Excerpts from a dataset:

.....

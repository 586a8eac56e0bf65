//! Outline tree rendering for `LensApp`.

use eframe::egui;

use super::LensApp;
use crate::ui::outline_text;

impl LensApp {
    /// Clickable outline nodes, indented by level.
    pub fn draw_outline(&mut self, ui: &mut egui::Ui, ctx: &egui::Context) {
        ui.heading("Outline");
        ui.separator();

        let mut clicked = None;
        egui::ScrollArea::vertical()
            .id_salt("outline_scroll")
            .auto_shrink([false, false])
            .show(ui, |ui| {
                for (idx, node) in self.outline.nodes.iter().enumerate() {
                    ui.horizontal(|ui| {
                        ui.add_space(node.level.saturating_sub(1) as f32 * 14.0);
                        let selected = self.selected == Some(idx);
                        if ui
                            .selectable_label(selected, outline_text(node.level, &node.text))
                            .clicked()
                        {
                            clicked = Some(idx);
                        }
                    });
                }
            });

        if let Some(idx) = clicked {
            self.select_node(idx, ctx);
        }
    }
}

.....

TASK REQUIREMENTS:
Copy, character for character, the lines from the line that holds "pub fn draw_outline(&mut" through the final line of the records above.

THE COMPLETED TASK:
    pub fn draw_outline(&mut self, ui: &mut egui::Ui, ctx: &egui::Context) {
        ui.heading("Outline");
        ui.separator();

        let mut clicked = None;
        egui::ScrollArea::vertical()
            .id_salt("outline_scroll")
            .auto_shrink([false, false])
            .show(ui, |ui| {
                for (idx, node) in self.outline.nodes.iter().enumerate() {
                    ui.horizontal(|ui| {
                        ui.add_space(node.level.saturating_sub(1) as f32 * 14.0);
                        let selected = self.selected == Some(idx);
                        if ui
                            .selectable_label(selected, outline_text(node.level, &node.text))
                            .clicked()
                        {
                            clicked = Some(idx);
                        }
                    });
                }
            });

        if let Some(idx) = clicked {
            self.select_node(idx, ctx);
        }
    }
}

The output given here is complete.